Andrew Meyer scite author profile

Slurry making is a critical step that can irrevocably affect the subsequent steps in battery manufacturing. Many experimental parameters, including the mixing sequence, must be considered in making the slurry. In this work, we investigated the effects of the two main industry-used mixing sequences on the rheological behavior of the slurry, and the relation of the slurry rheology to structural, mechanical, and electrochemical performance of LiNi 0.33 Mn 0.33 Co 0.33 O 2 (NMC) electrodes.
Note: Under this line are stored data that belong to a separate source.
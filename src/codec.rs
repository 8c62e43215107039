//! Canonical JSON codec
//!
//! Deterministic, total encoding of [`Value`]s to compact JSON text, plus
//! the inverse parse, file-backed variants, a JSON-Lines stream form, and
//! a canonical SHA-256 hash over the encoded text.
//!
//! Coercion rules for values JSON cannot represent natively:
//!
//! - byte strings decode as UTF-8 and emit as JSON strings (invalid UTF-8
//!   is an encoding error);
//! - tuples emit as JSON arrays;
//! - sets and maps with non-string keys fall back to their display-string
//!   rendering wrapped in a JSON string (lossy, not round-trippable);
//! - opaque values emit their captured rendering as a JSON string;
//! - non-finite floats are rejected outright.

use std::fs::{self, File};
use std::io::{BufRead, BufReader};
use std::path::Path;

use serde_json::{Map as JsonMap, Number, Value as JsonValue};
use sha2::{Digest, Sha256};
use tracing::debug;

use crate::error::{Result, ToolbeltError};
use crate::value::Value;

/// Encode a value as compact JSON text
///
/// Output has no inserted whitespace, map keys keep insertion order, and
/// there is no trailing newline. Fails on non-finite floats and on byte
/// strings that are not valid UTF-8.
pub fn encode(value: &Value) -> Result<String> {
    let coerced = coerce(value)?;
    serde_json::to_string(&coerced).map_err(|err| ToolbeltError::Encode(err.to_string()))
}

/// Parse JSON text into a [`Value`]
pub fn decode(text: &str) -> Result<Value> {
    let json: JsonValue = serde_json::from_str(text)?;
    Ok(Value::from(json))
}

/// Encode a value and write it to a file
///
/// Encoding happens fully before any write, so an unencodable value
/// leaves no file behind.
pub fn encode_to_file(path: impl AsRef<Path>, value: &Value) -> Result<()> {
    let encoded = encode(value)?;
    fs::write(path.as_ref(), encoded)?;
    debug!(path = %path.as_ref().display(), "wrote JSON file");
    Ok(())
}

/// Read a file and parse its contents as JSON
pub fn decode_from_file(path: impl AsRef<Path>) -> Result<Value> {
    let text = fs::read_to_string(path)?;
    decode(&text)
}

/// Encode values as JSON Lines
///
/// Entries are joined by a single newline, with no trailing newline
/// after the last entry.
pub fn encode_lines<'a>(values: impl IntoIterator<Item = &'a Value>) -> Result<String> {
    let lines = values
        .into_iter()
        .map(encode)
        .collect::<Result<Vec<String>>>()?;
    Ok(lines.join("\n"))
}

/// Encode values as JSON Lines and write them to a file
pub fn encode_lines_to_file<'a>(
    path: impl AsRef<Path>,
    values: impl IntoIterator<Item = &'a Value>,
) -> Result<()> {
    let encoded = encode_lines(values)?;
    fs::write(path.as_ref(), encoded)?;
    debug!(path = %path.as_ref().display(), "wrote JSON Lines file");
    Ok(())
}

/// Lazily decode JSON Lines text
///
/// Each line parses independently; blank lines are skipped.
pub fn decode_lines(text: &str) -> impl Iterator<Item = Result<Value>> + '_ {
    text.lines()
        .filter(|line| !line.trim().is_empty())
        .map(decode)
}

/// Lazily decode a JSON Lines file
pub fn decode_lines_from_file(
    path: impl AsRef<Path>,
) -> Result<impl Iterator<Item = Result<Value>>> {
    let file = File::open(path.as_ref())?;
    let reader = BufReader::new(file);
    Ok(reader.lines().filter_map(|line| match line {
        Ok(text) if text.trim().is_empty() => None,
        Ok(text) => Some(decode(&text)),
        Err(err) => Some(Err(err.into())),
    }))
}

/// Canonical SHA-256 hash of a value
///
/// The value is canonically encoded and the digest is computed over the
/// encoded UTF-8 bytes, rendered as lowercase hex. Values that cannot be
/// canonically encoded fail with a hashing error.
pub fn canonical_hash(value: &Value) -> Result<String> {
    let encoded = encode(value).map_err(|err| ToolbeltError::Hash(err.to_string()))?;
    let mut hasher = Sha256::new();
    hasher.update(encoded.as_bytes());
    Ok(format!("{:x}", hasher.finalize()))
}

/// Apply the coercion rules, most specific type first
fn coerce(value: &Value) -> Result<JsonValue> {
    match value {
        Value::Null => Ok(JsonValue::Null),
        Value::Bool(b) => Ok(JsonValue::Bool(*b)),
        Value::Int(i) => Ok(JsonValue::Number(Number::from(*i))),
        Value::Float(x) => Number::from_f64(*x)
            .map(JsonValue::Number)
            .ok_or_else(|| ToolbeltError::Encode(format!("non-finite float: {x}"))),
        Value::Str(s) => Ok(JsonValue::String(s.clone())),
        Value::Bytes(raw) => match std::str::from_utf8(raw) {
            Ok(text) => Ok(JsonValue::String(text.to_string())),
            Err(err) => Err(ToolbeltError::Encode(format!("invalid UTF-8 bytes: {err}"))),
        },
        Value::List(items) | Value::Tuple(items) => items
            .iter()
            .map(coerce)
            .collect::<Result<Vec<JsonValue>>>()
            .map(JsonValue::Array),
        Value::Map(pairs) if value.is_string_keyed() => {
            let mut fields = JsonMap::with_capacity(pairs.len());
            for (key, entry) in pairs {
                if let Value::Str(name) = key {
                    fields.insert(name.clone(), coerce(entry)?);
                }
            }
            Ok(JsonValue::Object(fields))
        }
        // Lossy escape hatch: sets and non-string-keyed maps degrade to
        // their display rendering wrapped in a JSON string
        Value::Set(_) | Value::Map(_) => Ok(JsonValue::String(value.to_string())),
        Value::Opaque(rendered) => Ok(JsonValue::String(rendered.clone())),
    }
}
We show that: (1) mixing carbon black (CB) with polyvinylidene fluoride (PVDF) solution before adding NMC can facilitate the formation of a gel-like slurry; (2) porous clusters of CB/PVDF can form around NMC after drying the gel-like slurry, providing a high C-rate capability;(3) dry powder mixing of CB and NMC can facilitate the binding of the CB to the NMC surfaces, reducing the amount of CB in the PVDF and resulting in a liquid-like slurry; (4) after drying of the liquid-like slurry, a dense CB/PVDF layer can form on the NMC surfaces; and (5) this dense layer can provide high binding strength but may block ionic transport and weaken the electronic connection, reducing the C-rate capability. Thus, it is critically important to understand the effects of mixing sequence in electrode manufacturing.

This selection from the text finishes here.